───── MATERIAL SHOWN ─────

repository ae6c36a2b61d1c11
pub mod core;
pub mod memory;
pub mod scheduler;
pub mod sim;

pub use crate::core::{CpuScheduler, SchedEvent, SimError};
pub use memory::{Allocator, FitPolicy, MemoryManager};
pub use scheduler::{CpuPolicy, Scheduler};
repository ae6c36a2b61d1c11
use thiserror::Error;

use super::state::Ticks;

#[derive(Debug, Clone, PartialEq, Eq, Error)]
pub enum SimError {
    /// A process with this name is already registered; the existing one is kept.
    #[error("process `{name}` already exists, skipping it")]
    DuplicateProcess { name: String },

    #[error("ready queue has no process at head {head} (t={at})")]
    ReadyQueueExhausted { at: Ticks, head: usize },
}
use average::Estimate;
use rand::prelude::*;
use ossim::{
    CpuPolicy, FitPolicy, MemoryManager,
    sim::{Job, Sim},
};

fn main() {
    env_logger::init();

    let jobs = random_jobs(6, 0.5, 1, 8, 5, 42);
    for job in &jobs {
        println!(
            "{} arrives t={} burst={} priority={:?}",
            job.name, job.arrival_time, job.burst_time, job.priority
        );
    }

    let mut turnaround = Vec::new();
    for policy in CpuPolicy::ALL {
        let mut sim = Sim::new(policy, &jobs);
        let report = match sim.run(false) {
            Ok(report) => report,
            Err(err) => {
                eprintln!("{policy:?} failed: {err}");
                continue;
            }
        };

        let kind = if policy.is_preemptive() {
            "preemptive"
        } else {
            "non-preemptive"
        };
        println!("\n{} ({kind})\n{}", report.policy, report.chart);
        println!(
            "makespan={} idle={} utilisation={:.2} turnaround={:.2} waiting={:.2} response={:.2}",
            report.summary.makespan,
            report.summary.idle_ticks,
            report.summary.utilisation,
            report.summary.mean_turnaround,
            report.summary.mean_waiting,
            report.summary.mean_response
        );
        turnaround.push(report.summary.mean_turnaround);
    }
    println!(
        "\nMean turnaround across policies: {:.2} ticks",
        avg(turnaround.into_iter())
    );

    let mut rng = StdRng::seed_from_u64(7);
    for policy in FitPolicy::ALL {
        let mut manager = MemoryManager::with_policy(policy);
        for (i, size) in [100, 500, 200, 300, 600].into_iter().enumerate() {
            manager.create_block(format!("b{}", i + 1), size);
        }
        for i in 0..4 {
            let _ = manager.create_process(format!("p{}", i + 1), rng.random_range(50..=450));
        }

        println!("\n{policy:?}");
        for event in manager.allocate_processes(false) {
            println!("{event}");
        }
    }
}

// Bernoulli arrivals: each tick spawns a job with probability `p_arrival`
// until `count` jobs exist.
fn random_jobs(
    count: usize,
    p_arrival: f64,
    min_burst: u64,
    max_burst: u64,
    max_priority: u32,
    seed: u64,
) -> Vec<Job> {
    let mut rng = StdRng::seed_from_u64(seed);
    let mut jobs = Vec::with_capacity(count);

    let mut t = 0;
    while jobs.len() < count {
        if rng.random::<f64>() < p_arrival {
            let burst = rng.random_range(min_burst..=max_burst);
            let priority = rng.random_range(1..=max_priority);
            jobs.push(Job::new(format!("p{}", jobs.len() + 1), t, burst).with_priority(priority));
        }
        t += 1;
    }

    jobs
}

fn avg(iter: impl Iterator<Item = f64>) -> f64 {
    iter.collect::<average::Mean>().estimate()
}
use super::{NonPreemptive, Scheduler, run_to_completion};
use crate::core::{
    SchedEvent, SimError, order,
    state::{ProcessOrder, SchedCtx},
};

/// Shortest job first, non-preemptive.
///
/// The job queue is kept in burst order. Only when the CPU is free does the
/// ready queue take in a new process, and then exactly one: the shortest
/// arrived job not admitted yet. Jobs arriving while another runs wait for
/// the next process boundary.
#[derive(Debug, Clone, Copy, Default)]
pub struct Sjf;

impl NonPreemptive for Sjf {
    fn job_order(&self) -> ProcessOrder {
        order::by_burst_time
    }

    fn refresh(&self, ctx: &mut SchedCtx, _head: usize, boundary: bool) {
        if !boundary {
            return;
        }

        let next = ctx
            .available(ctx.now, true)
            .into_iter()
            .find(|id| !ctx.ready_queue.contains(id));
        if let Some(id) = next {
            ctx.ready_queue.push(id);
        }
    }
}

impl Scheduler for Sjf {
    fn name(&self) -> &'static str {
        "SJF"
    }

    fn dispatch(&self, ctx: &mut SchedCtx) -> Result<Vec<SchedEvent>, SimError> {
        run_to_completion(self, ctx)
    }
}
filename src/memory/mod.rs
pub mod best_fit;
pub mod first_fit;
pub mod manager;
pub mod state;
pub mod worst_fit;

pub use best_fit::BestFit;
pub use first_fit::FirstFit;
pub use manager::{AllocEvent, MemoryManager};
pub use state::{AllocationMap, BlockId, Bytes, MemoryBlock, MemoryCtx, MemoryProcess};
pub use worst_fit::WorstFit;

/// Picks a block for one process. Allocators hold no state between calls;
/// the manager only offers blocks that are still free, in storage order.
pub trait Allocator {
    fn name(&self) -> &'static str;

    fn select<'a, I>(&self, free: I, process: &MemoryProcess) -> Option<BlockId>
    where
        I: Iterator<Item = (BlockId, &'a MemoryBlock)>;
}

#[derive(Debug, Clone, Copy, PartialEq, Eq)]
pub enum FitPolicy {
    FirstFit,
    BestFit,
    WorstFit,
}

impl FitPolicy {
    pub const ALL: [FitPolicy; 3] = [FitPolicy::FirstFit, FitPolicy::BestFit, FitPolicy::WorstFit];
}

impl Allocator for FitPolicy {
    fn name(&self) -> &'static str {
        match self {
            Self::FirstFit => FirstFit.name(),
            Self::BestFit => BestFit.name(),
            Self::WorstFit => WorstFit.name(),
        }
    }

    fn select<'a, I>(&self, free: I, process: &MemoryProcess) -> Option<BlockId>
    where
        I: Iterator<Item = (BlockId, &'a MemoryBlock)>,
    {
        match self {
            Self::FirstFit => FirstFit.select(free, process),
            Self::BestFit => BestFit.select(free, process),
            Self::WorstFit => WorstFit.select(free, process),
        }
    }
}

#[cfg(test)]
pub(crate) mod test_util {
    use super::{BlockId, MemoryBlock, MemoryCtx, MemoryProcess};

    /// The five-block layout used throughout the allocator tests.
    pub fn textbook_blocks() -> (MemoryCtx, Vec<BlockId>) {
        let mut ctx = MemoryCtx::new();
        let ids: Vec<_> = [("b1", 100), ("b2", 500), ("b3", 200), ("b4", 300), ("b5", 600)]
            .into_iter()
            .map(|(name, size)| ctx.create_block(MemoryBlock::new(name, size)))
            .collect();
        (ctx, ids)
    }

    pub fn process(size: u64) -> MemoryProcess {
        MemoryProcess::new("p", size)
    }
}
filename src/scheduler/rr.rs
use log::debug;

use super::{DEFAULT_TIME_QUANTUM, Scheduler};
use crate::core::{
    SchedEvent, SimError,
    observer::Observer,
    order,
    state::{SchedCtx, ScheduleEntry, Ticks},
};

/// Round robin with a fixed time quantum.
///
/// Time advances a whole quantum (or the rest of a burst) at a time. The
/// ready queue is append-only and walked by a head index, so a process shows
/// up once per turn it has been given. One schedule entry is written per
/// turn.
#[derive(Debug, Clone, Copy)]
pub struct RoundRobin {
    time_quantum: Ticks,
}

impl Default for RoundRobin {
    fn default() -> Self {
        Self::new(DEFAULT_TIME_QUANTUM)
    }
}

impl RoundRobin {
    /// A zero quantum is raised to one tick.
    pub fn new(time_quantum: Ticks) -> Self {
        Self {
            time_quantum: time_quantum.max(1),
        }
    }

    pub fn time_quantum(&self) -> Ticks {
        self.time_quantum
    }

    pub fn set_time_quantum(&mut self, time_quantum: Ticks) {
        self.time_quantum = time_quantum.max(1);
    }
}

impl Scheduler for RoundRobin {
    fn name(&self) -> &'static str {
        "RR"
    }

    fn dispatch(&self, ctx: &mut SchedCtx) -> Result<Vec<SchedEvent>, SimError> {
        ctx.sort_job_queue(order::by_arrival_time);

        let mut events = Vec::new();
        if ctx.all_complete() {
            return Ok(events);
        }

        let mut observer = Observer::new();
        let mut head = 0;

        // Nothing at t=0: seed the queue with the earliest unfinished
        // arrival and idle up to it on the first turn.
        ctx.ready_queue = ctx.available(ctx.now, false);
        if ctx.ready_queue.is_empty() {
            let first = ctx
                .job_queue
                .iter()
                .copied()
                .find(|id| !ctx.process(*id).is_complete());
            ctx.ready_queue.extend(first);
        }
        ctx.snapshot();

        while !ctx.all_complete() {
            let id = *ctx
                .ready_queue
                .get(head)
                .ok_or(SimError::ReadyQueueExhausted { at: ctx.now, head })?;
            let arrival = ctx.process(id).arrival_time;

            if arrival > ctx.now {
                let from = ctx.now;
                let gap = arrival - from;
                let mut entry = ScheduleEntry::idle(from);
                entry.burst_time = gap;
                ctx.open_entry(entry);
                for _ in 0..gap {
                    ctx.snapshot();
                }
                ctx.advance_time(gap);
                events.push(SchedEvent::CpuIdle { from, ticks: gap });
            }

            let remaining = ctx.process(id).remaining_time;
            let slice = remaining.min(self.time_quantum);
            head += 1;

            if slice > 0 {
                let entry = ScheduleEntry::running(ctx.process(id), ctx.now);
                ctx.open_entry(entry);
                events.push(SchedEvent::Dispatched {
                    process: ctx.process(id).name.clone(),
                    at: ctx.now,
                });

                // One snapshot per tick of the turn; the last one is taken
                // after arrivals are queued below.
                for tick in 0..slice {
                    ctx.execute(id, 1);
                    if tick + 1 < slice {
                        ctx.snapshot();
                    }
                }
                ctx.advance_time(slice);
            }

            let before = ctx.available(ctx.now - slice, false);
            let arrived: Vec<_> = ctx
                .available(ctx.now, false)
                .into_iter()
                .filter(|id| !before.contains(id))
                .collect();
            ctx.ready_queue.extend(arrived);

            let process = ctx.process(id);
            if process.is_complete() {
                events.push(SchedEvent::Completed {
                    process: process.name.clone(),
                    at: ctx.now,
                });
            } else {
                events.push(SchedEvent::Preempted {
                    process: process.name.clone(),
                    at: ctx.now,
                    remaining: process.remaining_time,
                });
                ctx.ready_queue.push(id);
            }

            // Queue ran dry while work is left: pull in the earliest
            // unfinished process, even one that has not arrived yet.
            if head >= ctx.ready_queue.len() {
                let pending: Vec<_> = ctx
                    .job_queue
                    .iter()
                    .copied()
                    .filter(|id| !ctx.process(*id).is_complete())
                    .collect();
                if let Some(next) = ctx.sorted(pending, order::by_arrival_time).first() {
                    ctx.ready_queue.push(*next);
                }
            }

            ctx.snapshot();
            observer.observe(ctx);
        }

        debug!("{} ran {} observed turns", self.name(), observer.steps());
        Ok(events)
    }
}
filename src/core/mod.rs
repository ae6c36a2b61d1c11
pub mod chart;
pub mod driver;
pub mod error;
pub mod event;
pub mod observer;
pub mod order;
pub mod state;

pub use chart::render_gantt;
pub use driver::CpuScheduler;
pub use error::SimError;
pub use event::SchedEvent;
pub use state::{CpuProcess, Occupant, Priority, ProcessId, SchedCtx, ScheduleEntry, Ticks};
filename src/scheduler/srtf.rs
use log::debug;

use super::Scheduler;
use crate::core::{
    SchedEvent, SimError,
    observer::Observer,
    order,
    state::{ProcessId, SchedCtx, ScheduleEntry},
};

/// Shortest remaining time first, re-evaluated every tick.
///
/// The ready queue holds every arrived process, finished ones included,
/// sorted by remaining time. Finished processes sort to the front, so the
/// head index (the number of completed processes) always lands on the
/// shortest unfinished one.
#[derive(Debug, Clone, Copy, Default)]
pub struct Srtf;

fn refresh(ctx: &mut SchedCtx) {
    let arrived = ctx.available(ctx.now, true);
    ctx.ready_queue = ctx.sorted(arrived, order::by_remaining_time);
}

impl Scheduler for Srtf {
    fn name(&self) -> &'static str {
        "SRTF"
    }

    fn dispatch(&self, ctx: &mut SchedCtx) -> Result<Vec<SchedEvent>, SimError> {
        ctx.sort_job_queue(order::by_arrival_time);

        let mut events = Vec::new();
        let mut observer = Observer::new();
        let mut head = 0;
        let mut last: Option<ProcessId> = None;

        while !ctx.all_complete() {
            refresh(ctx);
            ctx.snapshot();

            if !ctx.has_available(ctx.now) {
                let from = ctx.now;
                let ticks = ctx.idle_until_available(refresh);
                events.push(SchedEvent::CpuIdle { from, ticks });
            }

            let id = *ctx
                .ready_queue
                .get(head)
                .ok_or(SimError::ReadyQueueExhausted { at: ctx.now, head })?;

            if last != Some(id) {
                if let Some(prev) = last.filter(|prev| !ctx.process(*prev).is_complete()) {
                    events.push(SchedEvent::Preempted {
                        process: ctx.process(prev).name.clone(),
                        at: ctx.now,
                        remaining: ctx.process(prev).remaining_time,
                    });
                }
                let entry = ScheduleEntry::running(ctx.process(id), ctx.now);
                ctx.open_entry(entry);
                events.push(SchedEvent::Dispatched {
                    process: ctx.process(id).name.clone(),
                    at: ctx.now,
                });
            }

            ctx.execute(id, 1);
            ctx.advance_time(1);
            last = Some(id);

            if ctx.process(id).is_complete() {
                events.push(SchedEvent::Completed {
                    process: ctx.process(id).name.clone(),
                    at: ctx.now,
                });
                head += 1;
            }

            if ctx.all_complete() {
                ctx.snapshot();
            }
            observer.observe(ctx);
        }

        debug!("{} ran {} observed steps", self.name(), observer.steps());
        Ok(events)
    }
}

#[cfg(test)]
mod tests {
    use super::*;
    use crate::scheduler::test_util::{ctx_with, span, spans};

    #[test]
    fn shorter_arrival_takes_over_next_tick() {
        let mut ctx = ctx_with(&[
            ("p1", 0, 7),
            ("p2", 1, 5),
            ("p3", 2, 3),
            ("p4", 3, 1),
            ("p5", 4, 2),
            ("p6", 5, 1),
        ]);
        let events = Srtf.dispatch(&mut ctx).unwrap();
        assert_eq!(
            spans(&ctx),
            [
                span("p1", 0, 1),
                span("p2", 1, 1),
                span("p3", 2, 1),
                span("p4", 3, 1),
                span("p3", 4, 2),
                span("p6", 6, 1),
                span("p5", 7, 2),
                span("p2", 9, 4),
                span("p1", 13, 6),
            ]
        );
        assert!(events.contains(&SchedEvent::Preempted {
            process: "p1".into(),
            at: 1,
            remaining: 6,
        }));
    }

    #[test]
    fn finished_processes_stay_at_the_front() {
        let mut ctx = ctx_with(&[("a", 0, 1), ("b", 0, 2)]);
        Srtf.dispatch(&mut ctx).unwrap();
        let last = ctx.history.ready_queues.last().unwrap();
        assert!(last.iter().all(|p| p.remaining_time == 0));
        assert_eq!(ctx.history.ready_queues[1][0].name, "a");
        assert_eq!(ctx.history.ready_queues[1][1].name, "b");
    }

    #[test]
    fn idles_between_bursts() {
        let mut ctx = ctx_with(&[("a", 0, 1), ("b", 3, 1)]);
        Srtf.dispatch(&mut ctx).unwrap();
        assert_eq!(
            spans(&ctx),
            [span("a", 0, 1), span("IDLE", 1, 2), span("b", 3, 1)]
        );
    }
}
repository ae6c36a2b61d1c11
pub mod driver;
pub mod job;
pub mod metrics;

pub use driver::{RunReport, Sim};
pub use job::Job;
pub use metrics::{ProcessMetrics, RunSummary};
use crate::core::state::{Priority, Ticks};

/// A process description handed to a simulation before it is admitted.
#[derive(Debug, Clone, PartialEq, Eq)]
pub struct Job {
    pub name: String,
    pub arrival_time: Ticks,
    pub burst_time: Ticks,
    pub priority: Option<Priority>,
}

impl Job {
    pub fn new(name: impl Into<String>, arrival_time: Ticks, burst_time: Ticks) -> Self {
        Self {
            name: name.into(),
            arrival_time,
            burst_time,
            priority: None,
        }
    }

    pub fn with_priority(mut self, priority: Priority) -> Self {
        self.priority = Some(priority);
        self
    }
}
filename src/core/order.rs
//! Total orders over CPU processes.
//!
//! Every chain ends with the process name so two distinct processes never
//! compare equal and runs are reproducible for identical input.

use std::cmp::Ordering;

use super::state::CpuProcess;

/// Burst time, then arrival time, then name.
pub fn by_burst_time(a: &CpuProcess, b: &CpuProcess) -> Ordering {
    a.burst_time
        .cmp(&b.burst_time)
        .then_with(|| a.arrival_time.cmp(&b.arrival_time))
        .then_with(|| a.name.cmp(&b.name))
}

/// Arrival time, then burst time, then name.
pub fn by_arrival_time(a: &CpuProcess, b: &CpuProcess) -> Ordering {
    a.arrival_time
        .cmp(&b.arrival_time)
        .then_with(|| a.burst_time.cmp(&b.burst_time))
        .then_with(|| a.name.cmp(&b.name))
}

/// Priority (lower value first, unprioritised last), then arrival time, then
/// burst time, then name.
pub fn by_priority(a: &CpuProcess, b: &CpuProcess) -> Ordering {
    let rank = |p: &CpuProcess| (p.priority.is_none(), p.priority);
    rank(a)
        .cmp(&rank(b))
        .then_with(|| a.arrival_time.cmp(&b.arrival_time))
        .then_with(|| a.burst_time.cmp(&b.burst_time))
        .then_with(|| a.name.cmp(&b.name))
}

/// Remaining time, then arrival time, then burst time, then name.
pub fn by_remaining_time(a: &CpuProcess, b: &CpuProcess) -> Ordering {
    a.remaining_time
        .cmp(&b.remaining_time)
        .then_with(|| a.arrival_time.cmp(&b.arrival_time))
        .then_with(|| a.burst_time.cmp(&b.burst_time))
        .then_with(|| a.name.cmp(&b.name))
}
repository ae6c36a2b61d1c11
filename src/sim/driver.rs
use super::{
    job::Job,
    metrics::{self, ProcessMetrics, RunSummary},
};
use crate::{
    core::{CpuScheduler, SchedEvent, SimError, state::ScheduleEntry},
    scheduler::Scheduler,
};

/// Everything one policy produced for a workload.
#[derive(Debug, Clone)]
pub struct RunReport {
    pub policy: &'static str,
    pub schedule: Vec<ScheduleEntry>,
    pub events: Vec<SchedEvent>,
    pub metrics: Vec<ProcessMetrics>,
    pub summary: RunSummary,
    pub chart: String,
}

/// Runs a fixed set of jobs under a scheduler and collects the results.
pub struct Sim<S: Scheduler> {
    pub core: CpuScheduler<S>,
}

impl<S: Scheduler> Sim<S> {
    /// Jobs with a name already seen are skipped, as `create_process` does.
    pub fn new(scheduler: S, jobs: &[Job]) -> Self {
        let mut core = CpuScheduler::new(scheduler);
        for job in jobs {
            // Duplicates are logged by the scheduler and otherwise ignored.
            let _ = core.create_process(
                job.name.clone(),
                job.arrival_time,
                job.burst_time,
                job.priority,
            );
        }
        Self { core }
    }

    pub fn run(&mut self, verbose: bool) -> Result<RunReport, SimError> {
        let events = self.core.dispatch_processes(verbose)?;
        let schedule = self.core.schedule().to_vec();
        let metrics = metrics::process_metrics(&schedule, self.core.job_queue());
        let summary = metrics::summarize(&schedule, &metrics);

        Ok(RunReport {
            policy: self.core.scheduler.name(),
            chart: self.core.render_gantt(),
            schedule,
            events,
            metrics,
            summary,
        })
    }

    pub fn all_jobs_completed(&self) -> bool {
        self.core.ctx.all_complete()
    }
}
use super::{NonPreemptive, Scheduler, admit_arrivals, run_to_completion};
use crate::core::{
    SchedEvent, SimError, order,
    state::{ProcessOrder, SchedCtx},
};

/// Non-preemptive priority scheduling; a lower value runs first.
///
/// Arrivals join the ready queue every tick and everything behind the head
/// is re-sorted by priority. A process holding the CPU stays at the head
/// until it completes.
#[derive(Debug, Clone, Copy, Default)]
pub struct PriorityScheduler;

impl NonPreemptive for PriorityScheduler {
    fn job_order(&self) -> ProcessOrder {
        order::by_arrival_time
    }

    fn refresh(&self, ctx: &mut SchedCtx, head: usize, boundary: bool) {
        admit_arrivals(ctx, order::by_priority);
        let from = if boundary { head } else { head + 1 };
        ctx.sort_ready_tail(from, order::by_priority);
    }
}

impl Scheduler for PriorityScheduler {
    fn name(&self) -> &'static str {
        "Priority"
    }

    fn dispatch(&self, ctx: &mut SchedCtx) -> Result<Vec<SchedEvent>, SimError> {
        run_to_completion(self, ctx)
    }
}
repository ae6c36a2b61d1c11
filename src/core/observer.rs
use super::state::{SchedCtx, Ticks};

#[derive(Debug, Default)]
pub struct Observer {
    step: u64,
}

impl Observer {
    pub fn new() -> Self {
        Self { step: 0 }
    }

    pub fn steps(&self) -> u64 {
        self.step
    }

    pub fn observe(&mut self, ctx: &SchedCtx) {
        self.step += 1;

        for process in ctx.tasks.values() {
            debug_assert!(
                process.remaining_time <= process.burst_time,
                "Process {} has {} ticks left of a {} tick burst",
                process.name,
                process.remaining_time,
                process.burst_time
            );
        }

        for pair in ctx.schedule.windows(2) {
            debug_assert_eq!(
                pair[0].end(),
                pair[1].time_delta,
                "Gap or overlap between {} and {} in the schedule",
                pair[0].occupant,
                pair[1].occupant
            );
        }

        if let Some(last) = ctx.schedule.last() {
            debug_assert!(
                last.end() <= ctx.now,
                "Schedule entry for {} ends at {} past now={}",
                last.occupant,
                last.end(),
                ctx.now
            );
        }

        // One job/ready snapshot pair per elapsed tick. Per-tick loops take
        // the pair for `now` at the top of the next tick, or right away once
        // everything is complete; round robin takes it at the end of a turn.
        let recorded = Ticks::try_from(ctx.history.len()).unwrap_or(Ticks::MAX);
        debug_assert!(
            recorded == ctx.now || recorded == ctx.now + 1,
            "{recorded} snapshots recorded by now={}",
            ctx.now
        );

        for id in &ctx.ready_queue {
            debug_assert!(
                ctx.tasks.contains_key(*id),
                "Ready queue references an unknown process"
            );
        }
    }
}
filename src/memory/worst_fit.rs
use super::{Allocator, BlockId, MemoryBlock, MemoryProcess};

/// Largest free block that fits; the earliest one wins a tie.
#[derive(Debug, Clone, Copy, Default)]
pub struct WorstFit;

impl Allocator for WorstFit {
    fn name(&self) -> &'static str {
        "WorstFit"
    }

    fn select<'a, I>(&self, free: I, process: &MemoryProcess) -> Option<BlockId>
    where
        I: Iterator<Item = (BlockId, &'a MemoryBlock)>,
    {
        // max_by_key would return the last of equal maxima
        free.filter(|(_, block)| block.fits(process))
            .fold(None::<(BlockId, &'a MemoryBlock)>, |best, candidate| match best {
                Some((_, kept)) if kept.size >= candidate.1.size => best,
                _ => Some(candidate),
            })
            .map(|(id, _)| id)
    }
}
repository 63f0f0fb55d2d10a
// Copyright (C) 2026 Fred Clausen
// Use of this source code is governed by an MIT-style
// license that can be found in the LICENSE file or at
// https://opensource.org/licenses/MIT.

#![allow(clippy::expect_used, clippy::unwrap_used)]

mod helpers;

─────

WHAT IS EXPECTED: Only one number is expected: the count of lines above that contain the string "fixed".

WRITTEN SOLUTION: 2